The benefits begin with sharp mental functioning throughout the day, abundant energy, freshness, positive moods, and consistent alertness without stretches of fatigue and dullness. Good sleep is connected via hormonal rhythms to regulated appetite, while poor sleep is associated with lack of impulse control and weight gain.
Positive Habits for Restful Sleep
To bring you these benefits, here are five positive lifestyle changes you can adopt as new habits. Each conforms to Ayurvedic principles and modern sleep research:
Set your bedroom aside as a room for sleeping, not texting, reading, or watching TV. Go to sleep at the same time every night. Make your bedroom as dark and silent as possible. Stop major mental activity, such as work you brought home with you, two hours before bedtime. Curtail eating two hours before bedtime.

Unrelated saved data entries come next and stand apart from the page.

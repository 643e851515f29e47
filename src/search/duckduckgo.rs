use std::sync::Arc;

use async_trait::async_trait;
use reqwest::Url;
use scraper::{Html, Selector};

use super::{SearchProvider, SearchRequest, dedup_preserving_order};
use crate::data_models::SearchPage;
use crate::error::ProviderError;
use crate::fetcher::PageFetcher;

pub const DUCKDUCKGO_BASE_URL: &str = "https://html.duckduckgo.com";

/// Scrapes the JavaScript-free DuckDuckGo results page. No key required.
pub struct DuckDuckGoHtmlProvider {
    fetcher: Arc<PageFetcher>,
    base_url: String,
}

impl DuckDuckGoHtmlProvider {
    pub fn new(fetcher: Arc<PageFetcher>) -> Self {
        Self::with_base_url(fetcher, DUCKDUCKGO_BASE_URL)
    }

    pub fn with_base_url(fetcher: Arc<PageFetcher>, base_url: impl Into<String>) -> Self {
        Self {
            fetcher,
            base_url: base_url.into().trim_end_matches('/').to_string(),
        }
    }

    fn search_url(&self, request: &SearchRequest<'_>) -> Result<Url, ProviderError> {
        Url::parse_with_params(
            &format!("{}/html/", self.base_url),
            &[
                ("q", request.query.to_string()),
                ("s", request.offset().to_string()),
            ],
        )
        .map_err(|e| ProviderError::Malformed {
            provider: "duckduckgo",
            reason: format!("bad search url: {e}"),
        })
    }
}

/// Result anchors point at `//duckduckgo.com/l/?uddg=<target>`; unwrap them.
pub fn resolve_result_href(href: &str) -> Option<String> {
    let absolute = if href.starts_with("//") {
        format!("https:{href}")
    } else {
        href.to_string()
    };
    let url = Url::parse(&absolute).ok()?;
    if let Some((_, target)) = url.query_pairs().find(|(k, _)| k == "uddg") {
        return Some(target.into_owned());
    }
    match url.scheme() {
        "http" | "https" => Some(url.to_string()),
        _ => None,
    }
}

/// The bot check DuckDuckGo serves, with HTTP 200, instead of results.
pub fn is_anomaly_page(html: &str) -> bool {
    html.contains("anomaly-modal") || html.contains("bots use DuckDuckGo too")
}

pub fn parse_results(html: &str) -> SearchPage {
    let document = Html::parse_document(html);
    let (Ok(link_selector), Ok(next_selector)) = (
        Selector::parse("a.result__a"),
        // the previous-page form sits in a div.nav-link too
        Selector::parse("div.nav-link form input[type='submit'][value='Next']"),
    ) else {
        return SearchPage::default();
    };

    let urls = document
        .select(&link_selector)
        .filter_map(|a| a.value().attr("href"))
        .filter_map(resolve_result_href)
        .collect::<Vec<String>>();
    let has_more = document.select(&next_selector).next().is_some();

    SearchPage::new(dedup_preserving_order(urls), has_more)
}

#[async_trait]
impl SearchProvider for DuckDuckGoHtmlProvider {
    fn name(&self) -> &'static str {
        "duckduckgo"
    }

    async fn fetch_results(&self, request: SearchRequest<'_>) -> Result<SearchPage, ProviderError> {
        let url = self.search_url(&request)?;
        let html = self
            .fetcher
            .get_validated(url.as_str(), &[], |body| !is_anomaly_page(body))
            .await
            .map_err(|source| ProviderError::Fetch {
                provider: self.name(),
                source,
            })?;
        if is_anomaly_page(&html) {
            return Err(ProviderError::Malformed {
                provider: self.name(),
                reason: format!("bot check served for query: {}", request.query),
            });
        }
        let mut page = parse_results(&html);
        page.urls.truncate(request.limit);
        Ok(page)
    }
}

These seemingly simple practices, which many people would overlook or focus on intermittently, work together in a powerful way. You are changing the feedback loop that connects mind and body. Instead of sending mixed signals, you are conveying one unified message: relax. If this message is backed up by regular intention every night, pathways in the brain associated with biorhythms will begin to fall into their natural pattern of rest and activity.
“Relax” means lowering external stimulation like light and sound in the bedroom. It means easing the thinking process so that the hypothalamus, which is a brain region critical for regulating many bodily rhythms, is allowed to be heard, chemically speaking. Relax also refers to the gut-brain feedback loop. By not eating two hours before bedtime, your digestive tract tells the brain that extra energy an activity doesn’t have to be fired up. But at the same time, the brain realizes that it doesn’t need the extra energy produced by digestion.
This whole interrelated feedback sets the stage for the body-mind system to let sleep happen as naturally as possible. Such changes are much more preferable than over-the-counter or prescription sleep aids, which force an unnatural state of sleep and actually take the brain in the opposite direction you want to go. Try these changes for yourself, adding a simple Ayurvedic daily regime that balances your doshas as comfortably as possible. The results will benefit you for the rest of your life.